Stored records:
+===+

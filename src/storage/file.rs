use super::{SecretSource, SecretStore, StorageError};
use crate::auth::{stamp_of, Secret, Timestamp, SECRET_LEN};
use base64::{engine::general_purpose::URL_SAFE, Engine};
use std::fs::{self, File};
use std::io::{Read, Seek, SeekFrom, Write};
use std::path::{Path, PathBuf};
use std::sync::Arc;
use tracing::{debug, warn};

/// Writes each batch to its own file under a tokens directory
#[derive(Debug, Clone)]
pub struct FileStore {
    dir: PathBuf,
}

impl FileStore {
    /// Creates `dir` if it does not exist
    pub fn new(dir: impl Into<PathBuf>) -> Result<Self, StorageError> {
        let dir = dir.into();
        fs::create_dir_all(&dir).map_err(|source| StorageError::Io {
            path: dir.clone(),
            source,
        })?;
        Ok(Self { dir })
    }

    pub fn dir(&self) -> &Path {
        &self.dir
    }

    pub fn path_for(&self, issued_at: Timestamp) -> PathBuf {
        self.dir.join(URL_SAFE.encode(stamp_of(issued_at)))
    }
}

impl SecretStore for FileStore {
    fn persist(
        &self,
        issued_at: Timestamp,
        secrets: &[Secret],
    ) -> Result<Arc<dyn SecretSource>, StorageError> {
        if secrets.is_empty() {
            return Err(StorageError::EmptyBatch);
        }
        let path = self.path_for(issued_at);
        let mut bytes = Vec::with_capacity(secrets.len() * SECRET_LEN);
        for secret in secrets {
            bytes.extend_from_slice(secret.as_bytes());
        }

        let written = File::create(&path).and_then(|mut f| {
            f.write_all(&bytes)?;
            f.sync_all()
        });
        if let Err(source) = written {
            let _ = fs::remove_file(&path);
            return Err(StorageError::Io { path, source });
        }
        debug!(path = %path.display(), count = secrets.len(), "Persisted secret batch");

        Ok(Arc::new(FileSecrets {
            path,
            count: secrets.len(),
        }))
    }

    fn name(&self) -> &'static str {
        "file"
    }
}

/// A batch read back from disk one secret at a time
#[derive(Debug)]
pub struct FileSecrets {
    path: PathBuf,
    count: usize,
}

impl FileSecrets {
    pub fn path(&self) -> &Path {
        &self.path
    }
}

impl SecretSource for FileSecrets {
    fn is_resident(&self) -> bool {
        false
    }

    fn secret_at(&self, index: u16) -> Result<Secret, StorageError> {
        if index as usize >= self.count {
            return Err(StorageError::OutOfRange {
                index,
                count: self.count,
            });
        }
        let io = |source| StorageError::Io {
            path: self.path.clone(),
            source,
        };
        let mut file = File::open(&self.path).map_err(io)?;
        file.seek(SeekFrom::Start(index as u64 * SECRET_LEN as u64))
            .map_err(io)?;
        let mut buf = [0u8; SECRET_LEN];
        file.read_exact(&mut buf).map_err(io)?;
        Ok(Secret::new(buf))
    }

    fn discard(&self) {
        match fs::remove_file(&self.path) {
            Ok(()) => debug!(path = %self.path.display(), "Removed secret batch"),
            Err(e) if e.kind() == std::io::ErrorKind::NotFound => {}
            Err(e) => warn!(path = %self.path.display(), error = %e, "Failed to remove secret batch"),
        }
    }
}

#[cfg(test)]
mod tests {
    use super::*;

    fn batch(n: u8) -> Vec<Secret> {
        (0..n).map(|i| Secret::new([i; 6])).collect()
    }

    #[test]
    fn test_file_persist_and_read_back() {
        let dir = tempfile::tempdir().unwrap();
        let store = FileStore::new(dir.path()).unwrap();
        let source = store.persist(0x0102_0304_0506, &batch(16)).unwrap();
        assert!(!source.is_resident());

        let path = dir.path().join("AQIDBAUG");
        assert_eq!(fs::metadata(&path).unwrap().len(), 16 * 6);
        assert_eq!(source.secret_at(0).unwrap(), Secret::new([0; 6]));
        assert_eq!(source.secret_at(15).unwrap(), Secret::new([15; 6]));
        assert!(source.secret_at(16).is_err());

        source.discard();
        assert!(!path.exists());
        // Second discard is a no-op
        source.discard();
    }

    #[test]
    fn test_file_read_after_external_removal_fails() {
        let dir = tempfile::tempdir().unwrap();
        let store = FileStore::new(dir.path()).unwrap();
        let source = store.persist(7, &batch(16)).unwrap();
        fs::remove_file(store.path_for(7)).unwrap();
        assert!(matches!(source.secret_at(1), Err(StorageError::Io { .. })));
    }

    #[test]
    fn test_file_persist_failure_leaves_nothing() {
        let dir = tempfile::tempdir().unwrap();
        let store = FileStore::new(dir.path().join("tokens")).unwrap();
        fs::remove_dir_all(store.dir()).unwrap();
        assert!(matches!(
            store.persist(9, &batch(16)),
            Err(StorageError::Io { .. })
        ));
        assert!(!store.path_for(9).exists());
    }
}
use super::{SecretSource, SecretStore, StorageError};
use crate::auth::{Secret, Timestamp};
use std::sync::Arc;

/// A batch held entirely in memory
pub struct MemorySecrets {
    secrets: Vec<Secret>,
}

impl MemorySecrets {
    pub fn new(secrets: Vec<Secret>) -> Self {
        Self { secrets }
    }
}

impl SecretSource for MemorySecrets {
    fn is_resident(&self) -> bool {
        true
    }

    fn secret_at(&self, index: u16) -> Result<Secret, StorageError> {
        self.secrets
            .get(index as usize)
            .copied()
            .ok_or(StorageError::OutOfRange {
                index,
                count: self.secrets.len(),
            })
    }

    fn discard(&self) {}
}

#[derive(Debug, Default, Clone, Copy)]
pub struct MemoryStore;

impl SecretStore for MemoryStore {
    fn persist(
        &self,
        _issued_at: Timestamp,
        secrets: &[Secret],
    ) -> Result<Arc<dyn SecretSource>, StorageError> {
        if secrets.is_empty() {
            return Err(StorageError::EmptyBatch);
        }
        Ok(Arc::new(MemorySecrets::new(secrets.to_vec())))
    }

    fn name(&self) -> &'static str {
        "memory"
    }
}

#[cfg(test)]
mod tests {
    use super::*;

    #[test]
    fn test_memory_secret_at() {
        let secrets: Vec<Secret> = (0..3u8).map(|i| Secret::new([i; 6])).collect();
        let source = MemoryStore.persist(1, &secrets).unwrap();
        assert!(source.is_resident());
        assert_eq!(source.secret_at(2).unwrap(), Secret::new([2; 6]));
        assert!(matches!(
            source.secret_at(3),
            Err(StorageError::OutOfRange { index: 3, count: 3 })
        ));
    }

    #[test]
    fn test_memory_rejects_empty_batch() {
        assert!(matches!(
            MemoryStore.persist(1, &[]),
            Err(StorageError::EmptyBatch)
        ));
    }
}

+===+

THE TASK:
Return every line of the data unchanged.

ANSWER TO THE PROBLEM:
filename src/storage/file.rs
use super::{SecretSource, SecretStore, StorageError};
use crate::auth::{stamp_of, Secret, Timestamp, SECRET_LEN};
use base64::{engine::general_purpose::URL_SAFE, Engine};
use std::fs::{self, File};
use std::io::{Read, Seek, SeekFrom, Write};
use std::path::{Path, PathBuf};
use std::sync::Arc;
use tracing::{debug, warn};

/// Writes each batch to its own file under a tokens directory
#[derive(Debug, Clone)]
pub struct FileStore {
    dir: PathBuf,
}

impl FileStore {
    /// Creates `dir` if it does not exist
    pub fn new(dir: impl Into<PathBuf>) -> Result<Self, StorageError> {
        let dir = dir.into();
        fs::create_dir_all(&dir).map_err(|source| StorageError::Io {
            path: dir.clone(),
            source,
        })?;
        Ok(Self { dir })
    }

    pub fn dir(&self) -> &Path {
        &self.dir
    }

    pub fn path_for(&self, issued_at: Timestamp) -> PathBuf {
        self.dir.join(URL_SAFE.encode(stamp_of(issued_at)))
    }
}

impl SecretStore for FileStore {
    fn persist(
        &self,
        issued_at: Timestamp,
        secrets: &[Secret],
    ) -> Result<Arc<dyn SecretSource>, StorageError> {
        if secrets.is_empty() {
            return Err(StorageError::EmptyBatch);
        }
        let path = self.path_for(issued_at);
        let mut bytes = Vec::with_capacity(secrets.len() * SECRET_LEN);
        for secret in secrets {
            bytes.extend_from_slice(secret.as_bytes());
        }

        let written = File::create(&path).and_then(|mut f| {
            f.write_all(&bytes)?;
            f.sync_all()
        });
        if let Err(source) = written {
            let _ = fs::remove_file(&path);
            return Err(StorageError::Io { path, source });
        }
        debug!(path = %path.display(), count = secrets.len(), "Persisted secret batch");

        Ok(Arc::new(FileSecrets {
            path,
            count: secrets.len(),
        }))
    }

    fn name(&self) -> &'static str {
        "file"
    }
}

/// A batch read back from disk one secret at a time
#[derive(Debug)]
pub struct FileSecrets {
    path: PathBuf,
    count: usize,
}

impl FileSecrets {
    pub fn path(&self) -> &Path {
        &self.path
    }
}

impl SecretSource for FileSecrets {
    fn is_resident(&self) -> bool {
        false
    }

    fn secret_at(&self, index: u16) -> Result<Secret, StorageError> {
        if index as usize >= self.count {
            return Err(StorageError::OutOfRange {
                index,
                count: self.count,
            });
        }
        let io = |source| StorageError::Io {
            path: self.path.clone(),
            source,
        };
        let mut file = File::open(&self.path).map_err(io)?;
        file.seek(SeekFrom::Start(index as u64 * SECRET_LEN as u64))
            .map_err(io)?;
        let mut buf = [0u8; SECRET_LEN];
        file.read_exact(&mut buf).map_err(io)?;
        Ok(Secret::new(buf))
    }

    fn discard(&self) {
        match fs::remove_file(&self.path) {
            Ok(()) => debug!(path = %self.path.display(), "Removed secret batch"),
            Err(e) if e.kind() == std::io::ErrorKind::NotFound => {}
            Err(e) => warn!(path = %self.path.display(), error = %e, "Failed to remove secret batch"),
        }
    }
}

#[cfg(test)]
mod tests {
    use super::*;

    fn batch(n: u8) -> Vec<Secret> {
        (0..n).map(|i| Secret::new([i; 6])).collect()
    }

    #[test]
    fn test_file_persist_and_read_back() {
        let dir = tempfile::tempdir().unwrap();
        let store = FileStore::new(dir.path()).unwrap();
        let source = store.persist(0x0102_0304_0506, &batch(16)).unwrap();
        assert!(!source.is_resident());

        let path = dir.path().join("AQIDBAUG");
        assert_eq!(fs::metadata(&path).unwrap().len(), 16 * 6);
        assert_eq!(source.secret_at(0).unwrap(), Secret::new([0; 6]));
        assert_eq!(source.secret_at(15).unwrap(), Secret::new([15; 6]));
        assert!(source.secret_at(16).is_err());

        source.discard();
        assert!(!path.exists());
        // Second discard is a no-op
        source.discard();
    }

    #[test]
    fn test_file_read_after_external_removal_fails() {
        let dir = tempfile::tempdir().unwrap();
        let store = FileStore::new(dir.path()).unwrap();
        let source = store.persist(7, &batch(16)).unwrap();
        fs::remove_file(store.path_for(7)).unwrap();
        assert!(matches!(source.secret_at(1), Err(StorageError::Io { .. })));
    }

    #[test]
    fn test_file_persist_failure_leaves_nothing() {
        let dir = tempfile::tempdir().unwrap();
        let store = FileStore::new(dir.path().join("tokens")).unwrap();
        fs::remove_dir_all(store.dir()).unwrap();
        assert!(matches!(
            store.persist(9, &batch(16)),
            Err(StorageError::Io { .. })
        ));
        assert!(!store.path_for(9).exists());
    }
}
use super::{SecretSource, SecretStore, StorageError};
use crate::auth::{Secret, Timestamp};
use std::sync::Arc;

/// A batch held entirely in memory
pub struct MemorySecrets {
    secrets: Vec<Secret>,
}

impl MemorySecrets {
    pub fn new(secrets: Vec<Secret>) -> Self {
        Self { secrets }
    }
}

impl SecretSource for MemorySecrets {
    fn is_resident(&self) -> bool {
        true
    }

    fn secret_at(&self, index: u16) -> Result<Secret, StorageError> {
        self.secrets
            .get(index as usize)
            .copied()
            .ok_or(StorageError::OutOfRange {
                index,
                count: self.secrets.len(),
            })
    }

    fn discard(&self) {}
}

#[derive(Debug, Default, Clone, Copy)]
pub struct MemoryStore;

impl SecretStore for MemoryStore {
    fn persist(
        &self,
        _issued_at: Timestamp,
        secrets: &[Secret],
    ) -> Result<Arc<dyn SecretSource>, StorageError> {
        if secrets.is_empty() {
            return Err(StorageError::EmptyBatch);
        }
        Ok(Arc::new(MemorySecrets::new(secrets.to_vec())))
    }

    fn name(&self) -> &'static str {
        "memory"
    }
}

#[cfg(test)]
mod tests {
    use super::*;

    #[test]
    fn test_memory_secret_at() {
        let secrets: Vec<Secret> = (0..3u8).map(|i| Secret::new([i; 6])).collect();
        let source = MemoryStore.persist(1, &secrets).unwrap();
        assert!(source.is_resident());
        assert_eq!(source.secret_at(2).unwrap(), Secret::new([2; 6]));
        assert!(matches!(
            source.secret_at(3),
            Err(StorageError::OutOfRange { index: 3, count: 3 })
        ));
    }

    #[test]
    fn test_memory_rejects_empty_batch() {
        assert!(matches!(
            MemoryStore.persist(1, &[]),
            Err(StorageError::EmptyBatch)
        ));
    }
}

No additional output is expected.